### Records ###

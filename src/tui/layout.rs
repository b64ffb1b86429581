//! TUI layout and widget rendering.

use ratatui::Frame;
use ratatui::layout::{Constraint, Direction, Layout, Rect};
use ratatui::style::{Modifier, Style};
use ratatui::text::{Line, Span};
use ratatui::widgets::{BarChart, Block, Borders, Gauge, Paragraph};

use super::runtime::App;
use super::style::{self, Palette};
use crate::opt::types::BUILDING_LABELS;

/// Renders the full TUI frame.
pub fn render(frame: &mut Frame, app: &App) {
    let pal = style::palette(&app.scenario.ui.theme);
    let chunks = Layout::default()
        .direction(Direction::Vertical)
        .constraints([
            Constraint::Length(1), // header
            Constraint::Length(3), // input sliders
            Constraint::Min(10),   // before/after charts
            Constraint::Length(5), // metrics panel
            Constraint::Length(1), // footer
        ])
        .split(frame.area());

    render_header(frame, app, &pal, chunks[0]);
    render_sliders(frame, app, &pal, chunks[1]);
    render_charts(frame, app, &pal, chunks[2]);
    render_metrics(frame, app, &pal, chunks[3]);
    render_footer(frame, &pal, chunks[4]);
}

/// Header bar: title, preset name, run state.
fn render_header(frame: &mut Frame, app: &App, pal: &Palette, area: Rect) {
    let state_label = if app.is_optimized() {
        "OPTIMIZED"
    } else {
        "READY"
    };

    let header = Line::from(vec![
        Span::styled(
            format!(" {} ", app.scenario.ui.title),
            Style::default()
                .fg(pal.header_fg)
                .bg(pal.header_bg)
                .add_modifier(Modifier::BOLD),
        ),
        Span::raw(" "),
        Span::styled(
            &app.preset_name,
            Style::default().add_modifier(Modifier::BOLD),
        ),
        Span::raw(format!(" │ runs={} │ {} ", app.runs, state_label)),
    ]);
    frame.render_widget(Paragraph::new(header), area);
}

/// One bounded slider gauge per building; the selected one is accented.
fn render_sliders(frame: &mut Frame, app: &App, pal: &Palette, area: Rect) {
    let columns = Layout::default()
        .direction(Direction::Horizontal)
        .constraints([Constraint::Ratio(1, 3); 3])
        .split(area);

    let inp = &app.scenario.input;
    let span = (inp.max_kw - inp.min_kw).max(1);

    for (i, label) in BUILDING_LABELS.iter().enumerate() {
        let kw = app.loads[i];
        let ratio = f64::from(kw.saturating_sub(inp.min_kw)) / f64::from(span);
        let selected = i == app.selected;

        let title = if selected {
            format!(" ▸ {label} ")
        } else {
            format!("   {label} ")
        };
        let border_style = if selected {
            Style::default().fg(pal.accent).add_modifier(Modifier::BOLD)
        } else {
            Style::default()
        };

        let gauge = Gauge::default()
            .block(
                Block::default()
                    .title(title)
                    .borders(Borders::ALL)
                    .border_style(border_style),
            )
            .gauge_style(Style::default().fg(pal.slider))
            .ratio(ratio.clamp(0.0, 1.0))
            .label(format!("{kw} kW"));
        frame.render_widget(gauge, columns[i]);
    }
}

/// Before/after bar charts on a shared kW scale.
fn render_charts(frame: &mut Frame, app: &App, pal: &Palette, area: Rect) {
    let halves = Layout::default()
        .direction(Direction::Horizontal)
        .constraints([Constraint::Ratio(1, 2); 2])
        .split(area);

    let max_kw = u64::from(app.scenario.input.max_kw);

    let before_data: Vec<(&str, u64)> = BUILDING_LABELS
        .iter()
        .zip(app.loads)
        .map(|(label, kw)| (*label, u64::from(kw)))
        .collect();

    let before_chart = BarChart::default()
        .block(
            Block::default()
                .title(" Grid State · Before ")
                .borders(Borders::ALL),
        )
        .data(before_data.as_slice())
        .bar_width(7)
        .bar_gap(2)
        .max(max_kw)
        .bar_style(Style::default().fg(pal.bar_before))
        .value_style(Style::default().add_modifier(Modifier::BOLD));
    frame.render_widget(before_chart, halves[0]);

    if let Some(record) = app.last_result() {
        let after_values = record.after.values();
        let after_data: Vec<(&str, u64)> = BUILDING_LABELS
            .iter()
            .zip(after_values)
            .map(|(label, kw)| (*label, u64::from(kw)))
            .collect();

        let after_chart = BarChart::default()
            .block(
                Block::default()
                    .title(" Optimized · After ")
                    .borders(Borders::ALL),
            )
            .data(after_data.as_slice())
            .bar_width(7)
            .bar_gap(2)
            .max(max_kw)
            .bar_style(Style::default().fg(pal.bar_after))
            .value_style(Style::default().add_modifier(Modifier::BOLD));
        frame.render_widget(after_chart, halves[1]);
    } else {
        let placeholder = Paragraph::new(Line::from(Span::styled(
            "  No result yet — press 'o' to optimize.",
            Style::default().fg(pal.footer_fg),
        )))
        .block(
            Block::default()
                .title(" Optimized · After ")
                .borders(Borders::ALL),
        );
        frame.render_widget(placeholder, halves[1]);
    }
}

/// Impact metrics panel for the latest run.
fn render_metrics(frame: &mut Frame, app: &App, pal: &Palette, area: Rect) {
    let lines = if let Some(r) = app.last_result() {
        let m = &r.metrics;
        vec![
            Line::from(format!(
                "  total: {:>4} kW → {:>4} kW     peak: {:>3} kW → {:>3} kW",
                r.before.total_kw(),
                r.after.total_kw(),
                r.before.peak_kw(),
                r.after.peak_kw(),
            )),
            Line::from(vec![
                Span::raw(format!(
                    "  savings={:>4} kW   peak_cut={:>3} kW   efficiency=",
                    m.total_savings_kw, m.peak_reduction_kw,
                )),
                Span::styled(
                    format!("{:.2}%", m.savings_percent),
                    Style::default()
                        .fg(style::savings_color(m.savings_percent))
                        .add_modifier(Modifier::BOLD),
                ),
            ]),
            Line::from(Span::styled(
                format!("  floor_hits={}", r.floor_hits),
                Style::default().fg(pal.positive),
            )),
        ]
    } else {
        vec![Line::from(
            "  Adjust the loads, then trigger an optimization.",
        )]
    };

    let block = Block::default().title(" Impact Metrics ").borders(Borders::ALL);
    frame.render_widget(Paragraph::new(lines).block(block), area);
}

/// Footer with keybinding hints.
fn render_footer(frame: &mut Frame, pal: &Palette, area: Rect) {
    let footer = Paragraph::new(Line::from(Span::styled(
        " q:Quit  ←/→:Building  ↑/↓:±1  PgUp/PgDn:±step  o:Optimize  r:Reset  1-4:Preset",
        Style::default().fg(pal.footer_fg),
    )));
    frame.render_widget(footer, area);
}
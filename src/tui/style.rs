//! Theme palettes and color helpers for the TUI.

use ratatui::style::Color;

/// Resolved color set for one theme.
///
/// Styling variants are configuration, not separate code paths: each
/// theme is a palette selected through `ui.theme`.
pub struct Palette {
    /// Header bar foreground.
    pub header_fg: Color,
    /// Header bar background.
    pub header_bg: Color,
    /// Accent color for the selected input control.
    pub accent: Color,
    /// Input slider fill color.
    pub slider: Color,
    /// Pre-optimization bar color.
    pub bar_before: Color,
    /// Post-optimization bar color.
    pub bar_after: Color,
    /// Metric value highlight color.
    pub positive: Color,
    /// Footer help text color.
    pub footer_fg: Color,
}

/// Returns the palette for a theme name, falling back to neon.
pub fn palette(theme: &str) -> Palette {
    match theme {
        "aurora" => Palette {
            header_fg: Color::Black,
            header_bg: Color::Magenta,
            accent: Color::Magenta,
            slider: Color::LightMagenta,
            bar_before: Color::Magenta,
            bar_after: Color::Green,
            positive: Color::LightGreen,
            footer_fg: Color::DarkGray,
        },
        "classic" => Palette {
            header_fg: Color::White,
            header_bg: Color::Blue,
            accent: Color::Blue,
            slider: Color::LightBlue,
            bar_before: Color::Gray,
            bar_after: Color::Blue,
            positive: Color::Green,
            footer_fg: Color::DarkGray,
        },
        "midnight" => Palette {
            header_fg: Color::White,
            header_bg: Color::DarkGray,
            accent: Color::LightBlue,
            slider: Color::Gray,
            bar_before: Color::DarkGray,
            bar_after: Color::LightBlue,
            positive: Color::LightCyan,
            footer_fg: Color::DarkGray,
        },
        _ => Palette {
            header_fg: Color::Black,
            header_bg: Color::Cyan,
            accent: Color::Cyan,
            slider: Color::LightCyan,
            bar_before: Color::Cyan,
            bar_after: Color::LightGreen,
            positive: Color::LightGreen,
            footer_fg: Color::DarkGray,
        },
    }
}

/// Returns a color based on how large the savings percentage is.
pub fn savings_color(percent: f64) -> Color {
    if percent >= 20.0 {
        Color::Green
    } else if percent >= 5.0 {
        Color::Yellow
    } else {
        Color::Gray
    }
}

###

**About this exercise**
Your output should consist solely of the lines from the beginning of the entries through the line containing "let pal = style::palette(&app.scenario.ui.theme);", reproduced exactly.

**Solution to the exercise**
filename src/tui/layout.rs
repository b64ffb1b86429581
//! TUI layout and widget rendering.

use ratatui::Frame;
use ratatui::layout::{Constraint, Direction, Layout, Rect};
use ratatui::style::{Modifier, Style};
use ratatui::text::{Line, Span};
use ratatui::widgets::{BarChart, Block, Borders, Gauge, Paragraph};

use super::runtime::App;
use super::style::{self, Palette};
use crate::opt::types::BUILDING_LABELS;

/// Renders the full TUI frame.
pub fn render(frame: &mut Frame, app: &App) {
    let pal = style::palette(&app.scenario.ui.theme);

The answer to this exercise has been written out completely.